## [Work to complete]
Exact repetition is required: output every record in full.

## [Information given]

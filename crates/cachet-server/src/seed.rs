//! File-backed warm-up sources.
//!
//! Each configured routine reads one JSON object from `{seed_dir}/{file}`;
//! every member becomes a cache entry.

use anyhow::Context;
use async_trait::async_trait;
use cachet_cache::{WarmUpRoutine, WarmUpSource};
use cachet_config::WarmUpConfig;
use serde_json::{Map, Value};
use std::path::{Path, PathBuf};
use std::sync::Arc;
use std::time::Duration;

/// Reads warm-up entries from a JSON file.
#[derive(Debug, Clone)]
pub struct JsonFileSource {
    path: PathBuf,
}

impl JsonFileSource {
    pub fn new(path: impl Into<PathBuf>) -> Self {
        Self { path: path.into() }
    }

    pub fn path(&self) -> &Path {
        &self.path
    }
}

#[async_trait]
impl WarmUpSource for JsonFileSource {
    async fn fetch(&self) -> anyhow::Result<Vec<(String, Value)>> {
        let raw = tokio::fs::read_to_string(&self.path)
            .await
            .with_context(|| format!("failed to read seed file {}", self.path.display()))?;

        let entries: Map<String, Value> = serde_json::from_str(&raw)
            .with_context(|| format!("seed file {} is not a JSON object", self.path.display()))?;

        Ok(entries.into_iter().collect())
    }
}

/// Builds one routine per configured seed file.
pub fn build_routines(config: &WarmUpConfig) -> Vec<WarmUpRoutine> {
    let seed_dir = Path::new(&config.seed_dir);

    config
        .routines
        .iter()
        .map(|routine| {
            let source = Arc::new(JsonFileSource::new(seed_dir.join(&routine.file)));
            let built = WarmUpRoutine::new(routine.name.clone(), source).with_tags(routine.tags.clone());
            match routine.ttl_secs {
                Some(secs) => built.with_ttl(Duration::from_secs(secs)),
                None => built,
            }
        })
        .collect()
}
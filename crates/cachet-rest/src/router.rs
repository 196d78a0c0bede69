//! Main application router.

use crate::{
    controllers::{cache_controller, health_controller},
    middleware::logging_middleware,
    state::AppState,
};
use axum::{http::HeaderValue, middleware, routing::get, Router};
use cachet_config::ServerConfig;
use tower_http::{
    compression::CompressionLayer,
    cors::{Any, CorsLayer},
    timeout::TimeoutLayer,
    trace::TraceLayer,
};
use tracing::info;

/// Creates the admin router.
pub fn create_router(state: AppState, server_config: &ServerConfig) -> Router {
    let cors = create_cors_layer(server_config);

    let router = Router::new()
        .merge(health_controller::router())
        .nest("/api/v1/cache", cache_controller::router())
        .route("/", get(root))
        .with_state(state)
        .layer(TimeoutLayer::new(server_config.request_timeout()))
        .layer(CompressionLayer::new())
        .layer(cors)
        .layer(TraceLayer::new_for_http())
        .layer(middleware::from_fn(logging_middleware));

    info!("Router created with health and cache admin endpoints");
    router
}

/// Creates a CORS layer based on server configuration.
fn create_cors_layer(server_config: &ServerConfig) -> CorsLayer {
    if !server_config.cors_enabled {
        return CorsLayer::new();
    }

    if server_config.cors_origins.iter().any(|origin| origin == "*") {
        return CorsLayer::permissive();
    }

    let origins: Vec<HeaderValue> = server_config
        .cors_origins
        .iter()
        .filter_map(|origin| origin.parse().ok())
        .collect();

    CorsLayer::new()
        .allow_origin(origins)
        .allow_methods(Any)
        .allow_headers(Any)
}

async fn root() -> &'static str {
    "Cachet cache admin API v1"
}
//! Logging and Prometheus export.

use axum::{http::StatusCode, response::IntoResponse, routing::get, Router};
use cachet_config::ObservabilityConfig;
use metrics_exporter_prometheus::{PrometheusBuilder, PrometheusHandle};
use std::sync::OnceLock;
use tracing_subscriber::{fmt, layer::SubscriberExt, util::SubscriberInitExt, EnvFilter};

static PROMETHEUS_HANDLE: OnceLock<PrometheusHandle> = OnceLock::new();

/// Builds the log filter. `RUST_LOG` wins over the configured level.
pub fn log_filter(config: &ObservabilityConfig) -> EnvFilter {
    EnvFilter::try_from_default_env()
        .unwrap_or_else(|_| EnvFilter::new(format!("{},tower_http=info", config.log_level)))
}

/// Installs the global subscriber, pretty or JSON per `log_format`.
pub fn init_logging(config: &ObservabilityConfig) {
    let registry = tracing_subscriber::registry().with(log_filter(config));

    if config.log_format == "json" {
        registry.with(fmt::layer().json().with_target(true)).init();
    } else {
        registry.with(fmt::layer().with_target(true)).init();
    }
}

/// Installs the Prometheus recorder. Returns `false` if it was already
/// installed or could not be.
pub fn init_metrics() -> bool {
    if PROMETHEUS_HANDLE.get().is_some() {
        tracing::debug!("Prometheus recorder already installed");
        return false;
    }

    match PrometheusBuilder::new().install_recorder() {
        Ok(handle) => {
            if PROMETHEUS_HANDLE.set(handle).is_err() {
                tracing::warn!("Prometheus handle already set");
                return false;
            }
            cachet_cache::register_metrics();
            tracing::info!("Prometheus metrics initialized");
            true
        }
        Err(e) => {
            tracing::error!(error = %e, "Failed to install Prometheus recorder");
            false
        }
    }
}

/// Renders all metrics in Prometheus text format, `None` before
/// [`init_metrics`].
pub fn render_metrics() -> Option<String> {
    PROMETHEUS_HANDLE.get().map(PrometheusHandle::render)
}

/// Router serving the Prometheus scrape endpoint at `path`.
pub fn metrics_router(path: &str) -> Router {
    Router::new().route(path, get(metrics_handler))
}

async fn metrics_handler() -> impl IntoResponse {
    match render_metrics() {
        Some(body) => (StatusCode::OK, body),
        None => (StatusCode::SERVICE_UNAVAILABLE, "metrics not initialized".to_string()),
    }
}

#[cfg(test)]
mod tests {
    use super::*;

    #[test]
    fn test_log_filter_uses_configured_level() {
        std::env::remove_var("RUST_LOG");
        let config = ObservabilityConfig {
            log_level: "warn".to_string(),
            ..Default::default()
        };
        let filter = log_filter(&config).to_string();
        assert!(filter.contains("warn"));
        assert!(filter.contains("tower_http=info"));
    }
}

## [Output below]
filename crates/cachet-server/src/seed.rs
//! File-backed warm-up sources.
//!
//! Each configured routine reads one JSON object from `{seed_dir}/{file}`;
//! every member becomes a cache entry.

use anyhow::Context;
use async_trait::async_trait;
use cachet_cache::{WarmUpRoutine, WarmUpSource};
use cachet_config::WarmUpConfig;
use serde_json::{Map, Value};
use std::path::{Path, PathBuf};
use std::sync::Arc;
use std::time::Duration;

/// Reads warm-up entries from a JSON file.
#[derive(Debug, Clone)]
pub struct JsonFileSource {
    path: PathBuf,
}

impl JsonFileSource {
    pub fn new(path: impl Into<PathBuf>) -> Self {
        Self { path: path.into() }
    }

    pub fn path(&self) -> &Path {
        &self.path
    }
}

#[async_trait]
impl WarmUpSource for JsonFileSource {
    async fn fetch(&self) -> anyhow::Result<Vec<(String, Value)>> {
        let raw = tokio::fs::read_to_string(&self.path)
            .await
            .with_context(|| format!("failed to read seed file {}", self.path.display()))?;

        let entries: Map<String, Value> = serde_json::from_str(&raw)
            .with_context(|| format!("seed file {} is not a JSON object", self.path.display()))?;

        Ok(entries.into_iter().collect())
    }
}

/// Builds one routine per configured seed file.
pub fn build_routines(config: &WarmUpConfig) -> Vec<WarmUpRoutine> {
    let seed_dir = Path::new(&config.seed_dir);

    config
        .routines
        .iter()
        .map(|routine| {
            let source = Arc::new(JsonFileSource::new(seed_dir.join(&routine.file)));
            let built = WarmUpRoutine::new(routine.name.clone(), source).with_tags(routine.tags.clone());
            match routine.ttl_secs {
                Some(secs) => built.with_ttl(Duration::from_secs(secs)),
                None => built,
            }
        })
        .collect()
}
filename crates/cachet-rest/src/router.rs
repository 196d78a0c0bede69
//! Main application router.

use crate::{
    controllers::{cache_controller, health_controller},
    middleware::logging_middleware,
    state::AppState,
};
use axum::{http::HeaderValue, middleware, routing::get, Router};
use cachet_config::ServerConfig;
use tower_http::{
    compression::CompressionLayer,
    cors::{Any, CorsLayer},
    timeout::TimeoutLayer,
    trace::TraceLayer,
};
use tracing::info;

/// Creates the admin router.
pub fn create_router(state: AppState, server_config: &ServerConfig) -> Router {
    let cors = create_cors_layer(server_config);

    let router = Router::new()
        .merge(health_controller::router())
        .nest("/api/v1/cache", cache_controller::router())
        .route("/", get(root))
        .with_state(state)
        .layer(TimeoutLayer::new(server_config.request_timeout()))
        .layer(CompressionLayer::new())
        .layer(cors)
        .layer(TraceLayer::new_for_http())
        .layer(middleware::from_fn(logging_middleware));

    info!("Router created with health and cache admin endpoints");
    router
}

/// Creates a CORS layer based on server configuration.
fn create_cors_layer(server_config: &ServerConfig) -> CorsLayer {
    if !server_config.cors_enabled {
        return CorsLayer::new();
    }

    if server_config.cors_origins.iter().any(|origin| origin == "*") {
        return CorsLayer::permissive();
    }

    let origins: Vec<HeaderValue> = server_config
        .cors_origins
        .iter()
        .filter_map(|origin| origin.parse().ok())
        .collect();

    CorsLayer::new()
        .allow_origin(origins)
        .allow_methods(Any)
        .allow_headers(Any)
}

async fn root() -> &'static str {
    "Cachet cache admin API v1"
}
//! Logging and Prometheus export.

use axum::{http::StatusCode, response::IntoResponse, routing::get, Router};
use cachet_config::ObservabilityConfig;
use metrics_exporter_prometheus::{PrometheusBuilder, PrometheusHandle};
use std::sync::OnceLock;
use tracing_subscriber::{fmt, layer::SubscriberExt, util::SubscriberInitExt, EnvFilter};

static PROMETHEUS_HANDLE: OnceLock<PrometheusHandle> = OnceLock::new();

/// Builds the log filter. `RUST_LOG` wins over the configured level.
pub fn log_filter(config: &ObservabilityConfig) -> EnvFilter {
    EnvFilter::try_from_default_env()
        .unwrap_or_else(|_| EnvFilter::new(format!("{},tower_http=info", config.log_level)))
}

/// Installs the global subscriber, pretty or JSON per `log_format`.
pub fn init_logging(config: &ObservabilityConfig) {
    let registry = tracing_subscriber::registry().with(log_filter(config));

    if config.log_format == "json" {
        registry.with(fmt::layer().json().with_target(true)).init();
    } else {
        registry.with(fmt::layer().with_target(true)).init();
    }
}

/// Installs the Prometheus recorder. Returns `false` if it was already
/// installed or could not be.
pub fn init_metrics() -> bool {
    if PROMETHEUS_HANDLE.get().is_some() {
        tracing::debug!("Prometheus recorder already installed");
        return false;
    }

    match PrometheusBuilder::new().install_recorder() {
        Ok(handle) => {
            if PROMETHEUS_HANDLE.set(handle).is_err() {
                tracing::warn!("Prometheus handle already set");
                return false;
            }
            cachet_cache::register_metrics();
            tracing::info!("Prometheus metrics initialized");
            true
        }
        Err(e) => {
            tracing::error!(error = %e, "Failed to install Prometheus recorder");
            false
        }
    }
}

/// Renders all metrics in Prometheus text format, `None` before
/// [`init_metrics`].
pub fn render_metrics() -> Option<String> {
    PROMETHEUS_HANDLE.get().map(PrometheusHandle::render)
}

/// Router serving the Prometheus scrape endpoint at `path`.
pub fn metrics_router(path: &str) -> Router {
    Router::new().route(path, get(metrics_handler))
}

async fn metrics_handler() -> impl IntoResponse {
    match render_metrics() {
        Some(body) => (StatusCode::OK, body),
        None => (StatusCode::SERVICE_UNAVAILABLE, "metrics not initialized".to_string()),
    }
}

#[cfg(test)]
mod tests {
    use super::*;

    #[test]
    fn test_log_filter_uses_configured_level() {
        std::env::remove_var("RUST_LOG");
        let config = ObservabilityConfig {
            log_level: "warn".to_string(),
            ..Default::default()
        };
        let filter = log_filter(&config).to_string();
        assert!(filter.contains("warn"));
        assert!(filter.contains("tower_http=info"));
    }
}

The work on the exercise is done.